WHAT YOU WILL DO:
The records below are to be transcribed word for word.

-- SOURCE MATERIAL follows --

//! Bound arithmetic over expression nodes.
//!
//! Range and struct offsets may depend on non-constant indices, so they are
//! built as expression trees and handed to the simplifier afterwards. Constant
//! operands are combined immediately to keep the trees small.

use strata_ast::{Ast, BinaryOp, ConstResolver, ConstFolder, Dim, NodeId, Simplifier};
use strata_source::Loc;

/// Builds integer expressions at one location.
pub(crate) struct Arith<'t> {
    pub(crate) ast: &'t mut Ast,
    pub(crate) loc: Loc,
}

impl<'t> Arith<'t> {
    pub(crate) fn new(ast: &'t mut Ast, loc: Loc) -> Self {
        Self { ast, loc }
    }

    pub(crate) fn int(&mut self, v: i64) -> NodeId {
        self.ast.mk_const_int(v, self.loc)
    }

    fn binary(&mut self, op: BinaryOp, a: NodeId, b: NodeId) -> NodeId {
        if let (Some(x), Some(y)) = (self.ast.const_int(a), self.ast.const_int(b)) {
            let folded = match op {
                BinaryOp::Add => x.checked_add(y),
                BinaryOp::Sub => x.checked_sub(y),
                BinaryOp::Mul => x.checked_mul(y),
                _ => None,
            };
            if let Some(v) = folded {
                return self.int(v);
            }
        }
        self.ast.mk_binary(op, a, b, self.loc)
    }

    pub(crate) fn add(&mut self, a: NodeId, b: NodeId) -> NodeId {
        self.binary(BinaryOp::Add, a, b)
    }

    pub(crate) fn sub(&mut self, a: NodeId, b: NodeId) -> NodeId {
        self.binary(BinaryOp::Sub, a, b)
    }

    pub(crate) fn mul(&mut self, a: NodeId, b: NodeId) -> NodeId {
        self.binary(BinaryOp::Mul, a, b)
    }

    pub(crate) fn add_int(&mut self, a: NodeId, v: i64) -> NodeId {
        let b = self.int(v);
        self.add(a, b)
    }

    pub(crate) fn mul_int(&mut self, a: NodeId, v: i64) -> NodeId {
        let b = self.int(v);
        self.mul(a, b)
    }

    pub(crate) fn copy(&mut self, a: NodeId) -> NodeId {
        self.ast.clone_subtree(a)
    }

    /// Zero-based position of `index` inside `dim`, counted from the least
    /// significant element.
    ///
    /// Ascending dimensions store their first declared element at the top, so
    /// the index is complemented against the width.
    pub(crate) fn normalize_index(&mut self, index: NodeId, dim: Dim) -> NodeId {
        let min = self.int(dim.min);
        let offset = self.sub(index, min);
        if dim.swapped {
            let top = self.int(dim.width - 1);
            self.sub(top, offset)
        } else {
            offset
        }
    }

    /// A `[left:right]` range, with both bounds simplified.
    pub(crate) fn range(&mut self, left: NodeId, right: NodeId, scope: &dyn ConstResolver) -> NodeId {
        let left = ConstFolder.simplify(self.ast, left, scope);
        let right = ConstFolder.simplify(self.ast, right, scope);
        self.ast.mk_range_of(left, Some(right), self.loc)
    }
}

-- SOURCE MATERIAL concluded --

PROBLEM SOLUTION:
//! Bound arithmetic over expression nodes.
//!
//! Range and struct offsets may depend on non-constant indices, so they are
//! built as expression trees and handed to the simplifier afterwards. Constant
//! operands are combined immediately to keep the trees small.

use strata_ast::{Ast, BinaryOp, ConstResolver, ConstFolder, Dim, NodeId, Simplifier};
use strata_source::Loc;

/// Builds integer expressions at one location.
pub(crate) struct Arith<'t> {
    pub(crate) ast: &'t mut Ast,
    pub(crate) loc: Loc,
}

impl<'t> Arith<'t> {
    pub(crate) fn new(ast: &'t mut Ast, loc: Loc) -> Self {
        Self { ast, loc }
    }

    pub(crate) fn int(&mut self, v: i64) -> NodeId {
        self.ast.mk_const_int(v, self.loc)
    }

    fn binary(&mut self, op: BinaryOp, a: NodeId, b: NodeId) -> NodeId {
        if let (Some(x), Some(y)) = (self.ast.const_int(a), self.ast.const_int(b)) {
            let folded = match op {
                BinaryOp::Add => x.checked_add(y),
                BinaryOp::Sub => x.checked_sub(y),
                BinaryOp::Mul => x.checked_mul(y),
                _ => None,
            };
            if let Some(v) = folded {
                return self.int(v);
            }
        }
        self.ast.mk_binary(op, a, b, self.loc)
    }

    pub(crate) fn add(&mut self, a: NodeId, b: NodeId) -> NodeId {
        self.binary(BinaryOp::Add, a, b)
    }

    pub(crate) fn sub(&mut self, a: NodeId, b: NodeId) -> NodeId {
        self.binary(BinaryOp::Sub, a, b)
    }

    pub(crate) fn mul(&mut self, a: NodeId, b: NodeId) -> NodeId {
        self.binary(BinaryOp::Mul, a, b)
    }

    pub(crate) fn add_int(&mut self, a: NodeId, v: i64) -> NodeId {
        let b = self.int(v);
        self.add(a, b)
    }

    pub(crate) fn mul_int(&mut self, a: NodeId, v: i64) -> NodeId {
        let b = self.int(v);
        self.mul(a, b)
    }

    pub(crate) fn copy(&mut self, a: NodeId) -> NodeId {
        self.ast.clone_subtree(a)
    }

    /// Zero-based position of `index` inside `dim`, counted from the least
    /// significant element.
    ///
    /// Ascending dimensions store their first declared element at the top, so
    /// the index is complemented against the width.
    pub(crate) fn normalize_index(&mut self, index: NodeId, dim: Dim) -> NodeId {
        let min = self.int(dim.min);
        let offset = self.sub(index, min);
        if dim.swapped {
            let top = self.int(dim.width - 1);
            self.sub(top, offset)
        } else {
            offset
        }
    }

    /// A `[left:right]` range, with both bounds simplified.
    pub(crate) fn range(&mut self, left: NodeId, right: NodeId, scope: &dyn ConstResolver) -> NodeId {
        let left = ConstFolder.simplify(self.ast, left, scope);
        let right = ConstFolder.simplify(self.ast, right, scope);
        self.ast.mk_range_of(left, Some(right), self.loc)
    }
}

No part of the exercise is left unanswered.